Imprégné de fantastique pour évoquer les abus parentaux, LONGLEGS se caractérise comme un polar étrange. À mi-chemin entre Le Silence des Agneaux et Twin Peaks, Oz Perkins distille ses références et livre un film sensible, à la poésie macabre.
Polar sur fond de drame familial
Le réalisateur Oz Perkins a pénétré le monde du cinéma dès son plus jeune âge, avec une apparition dans le rôle du jeune Norman Bates aux côtés de son père, Anthony Perkins, dans l’injustement méprisé Psychose 2 de Richard Franklin en 1983. De cette première expérience, il conservera le goût du fantastique. Un goût nourri par la noirceur de ses jeunes années, où il dut affronter la longue dépression de son père, bisexuel forcé à rester dans le placard, et la disparition de sa mère, décédée lors des attentats du 11 septembre 2001. Deux drames qui viendront émailler son cinéma de thématiques familiales fortes.
En effet, dès February en 2015, Oz Perkins évoque l’abandon parental, puis les fantômes d’un passé traumatique dans I Am the Pretty Thing That Lives in the House en 2016. LONGLEGS enfonce à présent le clou, sous couvert d’une enquête policière aux pendants ésotériques. Car, si le film s’inspire de manière appuyée du Silence des Agneaux de Jonathan Demme, il y ajoute une couche de fantastique arty, dans la lignée de Twin Peaks, pour évoquer les abus parentaux et les non-dits nuisibles aux relations familiales. “Le film porte sur la question de savoir qui sont nos parents, et sur le fait de ne chercher à obtenir des réponses qu’une fois qu’ils sont partis”, précise le réalisateur.
Psychopathe sataniste
LONGLEGS sert cependant ce propos familial en s’éloignant du canevas imposé par son hommage à peine dissimulé au Silence des Agneaux. En effet, là où le film de Jonathan Demme se concentrait sur un lien tangible entre le psychopathe et la jeune enquêtrice du FBI, ici ce lien s’avère brumeux et énigmatique. Preuve en est : le criminel n’occupe que peu de temps d’écran. Et fort heureusement, car il s’agit certainement de l’un des points faibles du long-métrage. Si Nicolas Cage n’en reste pas moins magnétique, à trop en faire, son jeu exalté frôle – encore une fois – le ridicule. Toutefois, l’ingrédient s’avère justement dosé et parvient à signifier joliment l’étrange.
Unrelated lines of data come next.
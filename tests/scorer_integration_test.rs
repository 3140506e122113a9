//! End-to-end: checkpoint CSV trees -> scorer -> merged table
//!
//! Drawing itself needs a system font, so these tests stop at the table
//! (or at the errors raised before drawing).

mod common;

use common::write_experiment;
use run_scorer::{Averaging, Error, PlotOptions, ScoreSource, Scorer};

#[test]
fn test_load_and_average_from_disk() {
    let root = tempfile::tempdir().unwrap();
    write_experiment(root.path(), "base", "a", &[(10, 2.0), (0, 1.0)]);
    write_experiment(root.path(), "base", "b", &[(0, 3.0), (10, 4.0)]);

    let source = ScoreSource::new().experiments_path(root.path());
    let mut scorer = Scorer::new("trueskill");
    scorer
        .add_many_scores(["a", "b"], "group", &source)
        .unwrap()
        .average_scores()
        .unwrap();

    let avg = scorer.average("group").unwrap();
    assert_eq!(avg.times().collect::<Vec<_>>(), vec![0, 10]);
    assert_eq!(avg.value_at(0), Some(2.0));
    assert_eq!(avg.value_at(10), Some(3.0));
}

#[test]
fn test_loaded_series_strictly_ascending() {
    let root = tempfile::tempdir().unwrap();
    write_experiment(
        root.path(),
        "base",
        "a",
        &[(500, 1.0), (5, 2.0), (50, 3.0), (5000, 4.0)],
    );

    let source = ScoreSource::new().experiments_path(root.path());
    let mut scorer = Scorer::new("trueskill");
    scorer.add_score("a", "g", &source).unwrap();

    let times: Vec<i64> = scorer.scores()[0].series().times().collect();
    assert!(times.windows(2).all(|w| w[0] < w[1]));
    assert_eq!(times, vec![5, 50, 500, 5000]);
}

#[test]
fn test_other_metric_column() {
    let root = tempfile::tempdir().unwrap();
    write_experiment(root.path(), "base", "a", &[(0, 1.0)]);

    let source = ScoreSource::new().experiments_path(root.path()).metric("elo");
    let mut scorer = Scorer::new("elo");
    scorer.add_score("a", "g", &source).unwrap();
    assert_eq!(scorer.scores()[0].series().value_at(0), Some(1000.0));
}

#[test]
fn test_metric_mismatch_from_source() {
    let root = tempfile::tempdir().unwrap();
    write_experiment(root.path(), "base", "a", &[(0, 1.0)]);

    let source = ScoreSource::new().experiments_path(root.path()).metric("elo");
    let mut scorer = Scorer::new("trueskill");
    let err = scorer.add_score("a", "g", &source).unwrap_err();
    assert!(matches!(err, Error::MetricMismatch { .. }));
}

#[test]
fn test_missing_experiment_dir_is_io_error() {
    let root = tempfile::tempdir().unwrap();
    let source = ScoreSource::new().experiments_path(root.path());
    let mut scorer = Scorer::new("trueskill");
    let err = scorer.add_score("ghost", "g", &source).unwrap_err();
    assert!(matches!(err, Error::Io(_)));
}

#[test]
fn test_add_all_scores_dir() {
    let root = tempfile::tempdir().unwrap();
    write_experiment(root.path(), "variant", "seed-2", &[(0, 2.0)]);
    write_experiment(root.path(), "variant", "seed-1", &[(0, 4.0)]);
    // stray file next to the experiment directories
    std::fs::write(root.path().join("variant").join("runs").join("README"), "x").unwrap();

    let source = ScoreSource::new().experiments_path(root.path());
    let mut scorer = Scorer::new("trueskill");
    scorer
        .add_all_scores_dir("variant", "v", &source)
        .unwrap()
        .average_scores()
        .unwrap();

    let names: Vec<&str> = scorer.get_group("v").iter().map(|s| s.experiment()).collect();
    assert_eq!(names, vec!["seed-1", "seed-2"]);
    assert_eq!(scorer.average("v").unwrap().value_at(0), Some(3.0));
}

#[test]
fn test_interpolation_across_groups_on_disk() {
    let root = tempfile::tempdir().unwrap();
    write_experiment(root.path(), "base", "coarse", &[(0, 1.0), (10, 3.0)]);
    write_experiment(root.path(), "base", "fine", &[(0, 0.0), (5, 0.5), (10, 1.0)]);

    let source = ScoreSource::new().experiments_path(root.path());
    let mut scorer = Scorer::new("trueskill");
    scorer
        .add_score("coarse", "coarse", &source)
        .unwrap()
        .add_score("fine", "fine", &source)
        .unwrap()
        .average_scores()
        .unwrap();

    let table = scorer.table(None).unwrap();
    table.ensure_complete().unwrap();
    assert_eq!(
        table.rows("coarse").unwrap(),
        vec![(0, Some(1.0)), (5, Some(2.0)), (10, Some(3.0))]
    );
}

#[test]
fn test_runs_of_different_length_carry_last_score() {
    let root = tempfile::tempdir().unwrap();
    write_experiment(root.path(), "base", "short", &[(0, 1.0), (10, 1.0)]);
    write_experiment(root.path(), "base", "long", &[(0, 3.0), (20, 3.0)]);
    write_experiment(root.path(), "base", "other", &[(0, 0.0), (10, 0.0), (20, 0.0)]);

    let source = ScoreSource::new().experiments_path(root.path());
    let mut scorer = Scorer::new("trueskill");
    scorer
        .add_many_scores(["short", "long"], "mixed", &source)
        .unwrap()
        .add_score("other", "other", &source)
        .unwrap()
        .average_scores()
        .unwrap();

    assert_eq!(scorer.average("mixed").unwrap().value_at(20), Some(2.0));
    let table = scorer.table(None).unwrap();
    table.ensure_complete().unwrap();
    assert_eq!(
        table.rows("mixed").unwrap(),
        vec![(0, Some(2.0)), (10, Some(2.0)), (20, Some(2.0))]
    );
}

#[test]
fn test_step_limit_excludes_later_points() {
    let root = tempfile::tempdir().unwrap();
    write_experiment(root.path(), "base", "a", &[(0, 1.0), (10, 2.0), (20, 3.0), (30, 4.0)]);

    let source = ScoreSource::new().experiments_path(root.path());
    let mut scorer = Scorer::new("trueskill");
    scorer.add_score("a", "g", &source).unwrap().average_scores().unwrap();

    let table = scorer.table(Some(15)).unwrap();
    assert!(table.times().values().iter().all(|&t| t <= 15));
    assert_eq!(table.num_rows(), 2);
}

#[test]
fn test_draw_avg_fails_fast_on_gaps() {
    let root = tempfile::tempdir().unwrap();
    write_experiment(root.path(), "base", "early", &[(0, 1.0), (10, 2.0)]);
    write_experiment(root.path(), "base", "late", &[(20, 1.0), (30, 2.0)]);

    let source = ScoreSource::new().experiments_path(root.path());
    let mut scorer = Scorer::new("trueskill");
    scorer
        .add_score("early", "early", &source)
        .unwrap()
        .add_score("late", "late", &source)
        .unwrap();

    let out = tempfile::tempdir().unwrap();
    let options = PlotOptions::new("gaps").file("chart").file_dir(out.path().join("plots"));
    let err = scorer.draw_avg(&options).unwrap_err();
    assert!(matches!(err, Error::MissingValues { .. }));
    assert!(!out.path().join("plots").exists());
}

#[test]
fn test_simple_variant_tolerates_gaps() {
    let root = tempfile::tempdir().unwrap();
    write_experiment(root.path(), "base", "a", &[(0, 1.0), (10, 3.0)]);
    write_experiment(root.path(), "base", "b", &[(0, 1.0), (5, 2.0)]);

    let source = ScoreSource::new().experiments_path(root.path());
    let mut scorer = Scorer::new("trueskill");
    scorer
        .add_many_scores(["a", "b"], "g", &source)
        .unwrap()
        .average_scores_with(Averaging::Simple)
        .unwrap();

    let avg = scorer.average("g").unwrap();
    assert_eq!(avg.value_at(0), Some(1.0));
    assert_eq!(avg.value_at(5), Some(2.0));
    assert_eq!(avg.value_at(10), Some(3.0));
}

#[test]
fn test_export_table_csv() {
    let root = tempfile::tempdir().unwrap();
    write_experiment(root.path(), "base", "a", &[(0, 1.0), (10, 2.0)]);
    write_experiment(root.path(), "base", "b", &[(0, 3.0), (10, 4.0)]);

    let source = ScoreSource::new().experiments_path(root.path());
    let mut scorer = Scorer::new("trueskill");
    scorer
        .add_score("a", "first", &source)
        .unwrap()
        .add_score("b", "second", &source)
        .unwrap()
        .average_scores()
        .unwrap();

    let path = root.path().join("export").join("table.csv");
    scorer.table(None).unwrap().write_csv(&path).unwrap();
    assert_eq!(
        std::fs::read_to_string(path).unwrap(),
        "time,first,second\n0,1,3\n10,2,4\n"
    );
}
De plus, comme dans Le Silence des Agneaux, le véritable rôle central reste celui de la jeune enquêtrice, Lee Harker, incarnée par Maika Monroe, à la fois d’un génie sidérant et d’une fragilité dissimulée. La magie sataniste, qui la lie elle-même et les autres victimes à l’antagoniste, reflète d’ailleurs cette failure enfuie, intrinsèque aux secrets de famille. Abus, inceste ou regrets, il appartient au spectateur d’y projeter sa propre interprétation. En effet, le film d’Oz Perkins fait partie de ces œuvres aux grilles de lecture multiples, bien qu’il puisse paraître simpliste par rapport à son référentiel – Twin Peaks en tête.
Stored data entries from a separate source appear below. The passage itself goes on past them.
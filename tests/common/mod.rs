//! Fixture helpers: experiment trees of checkpoint CSVs

use std::fs;
use std::path::Path;

/// Write `<root>/<directory>/runs/<experiment>/<time>.csv` for every
/// `(time, score)`, with a decoy row for another model in each file.
pub fn write_experiment(root: &Path, directory: &str, experiment: &str, points: &[(i64, f64)]) {
    let dir = root.join(directory).join("runs").join(experiment);
    fs::create_dir_all(&dir).unwrap();
    for (time, score) in points {
        let body = format!(
            "name,trueskill,elo\nmodels/decoy/{time}.pt,-1.0,0\nmodels/{experiment}/{time}.pt,{score},1000\n"
        );
        fs::write(dir.join(format!("{time}.csv")), body).unwrap();
    }
}
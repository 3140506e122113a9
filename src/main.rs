//! `run-scorer` - draw a comparison chart from a JSON report manifest.
//!
//! ```text
//! run-scorer report.json --output-dir plots --export-csv plots/report.csv
//! ```

use std::path::PathBuf;

use anyhow::{Context, Result};
use clap::Parser;
use run_scorer::ReportConfig;
use tracing::info;
use tracing_subscriber::EnvFilter;

/// Group, average and plot training-run scores.
#[derive(Debug, Parser)]
#[command(name = "run-scorer", version, about)]
struct Cli {
    /// Report manifest (JSON)
    manifest: PathBuf,

    /// Log level when RUST_LOG is unset
    #[arg(long, default_value = "info")]
    log_level: String,

    /// Directory for the PNG (overrides plot.file_dir)
    #[arg(long)]
    output_dir: Option<PathBuf>,

    /// Also write the merged score table as CSV
    #[arg(long)]
    export_csv: Option<PathBuf>,
}

fn main() -> Result<()> {
    let cli = Cli::parse();

    let filter =
        EnvFilter::try_from_default_env().unwrap_or_else(|_| EnvFilter::new(&cli.log_level));
    tracing_subscriber::fmt().with_env_filter(filter).init();

    let mut config = ReportConfig::load(&cli.manifest)
        .with_context(|| format!("failed to load manifest {}", cli.manifest.display()))?;
    if let Some(dir) = cli.output_dir {
        config.plot.file_dir = dir;
    }
    if cli.export_csv.is_some() {
        config.export_csv = cli.export_csv;
    }

    let report = config.run().context("failed to build report")?;

    info!(
        groups = report.scorer.averages().len(),
        width = report.chart.width,
        height = report.chart.height,
        "report complete"
    );
    if let Some(path) = &report.chart.path {
        println!("chart: {}", path.display());
    }
    if let Some(path) = &report.csv_path {
        println!("table: {}", path.display());
    }
    Ok(())
}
Étouffant, jamais rassurant
À ce titre, nul doute que beaucoup verront dans LONGLEGS un film prétentieux, peu accessible, avec une ancienne gloire du cinéma en quête d’un nouvel éclat. Nonobstant, il bénéficie de belles trouvailles visuelles d’une poésie macabre, à l’image de ces poupées artisanales à la frontière de la vallée dérangeante. En ressort une atmosphère lourde et mystique, peu commune dans l’univers du polar. D’autant plus que la direction d’acteurs tend à rendre l’autre étranger et inquiétant, alors même qu’il revêt des aspects sympathiques. Tout est suspect, étouffant, jamais rassurant. Nul doute que Oz Perkins sait construire une ambiance, comme en témoignait déjà ses précédents films.
LONGLEGS constitue ainsi une belle expérience de cinéma, avec ce qu’il faut d’arty pour ravir la rétine, et un scénario tout de même lisible, malgré sa métaphore alambiquée sur la rupture familiale. Si certains cherchaient encore un miracle du côté de Nicolas Cage, contrairement à Anthony Hopkins dans Le Silence des Agneaux, sa prestation se révèle sans grande saveur, car dans la lignée de ce qu’il a pu proposer par le passé. Il laisse à Maika Monroe tout le champ libre pour briller, avec une performance sensible et un personnage féminin complexe – bien loin de l’archétype de la victime qu’on pourrait lui attribuer de prime abord.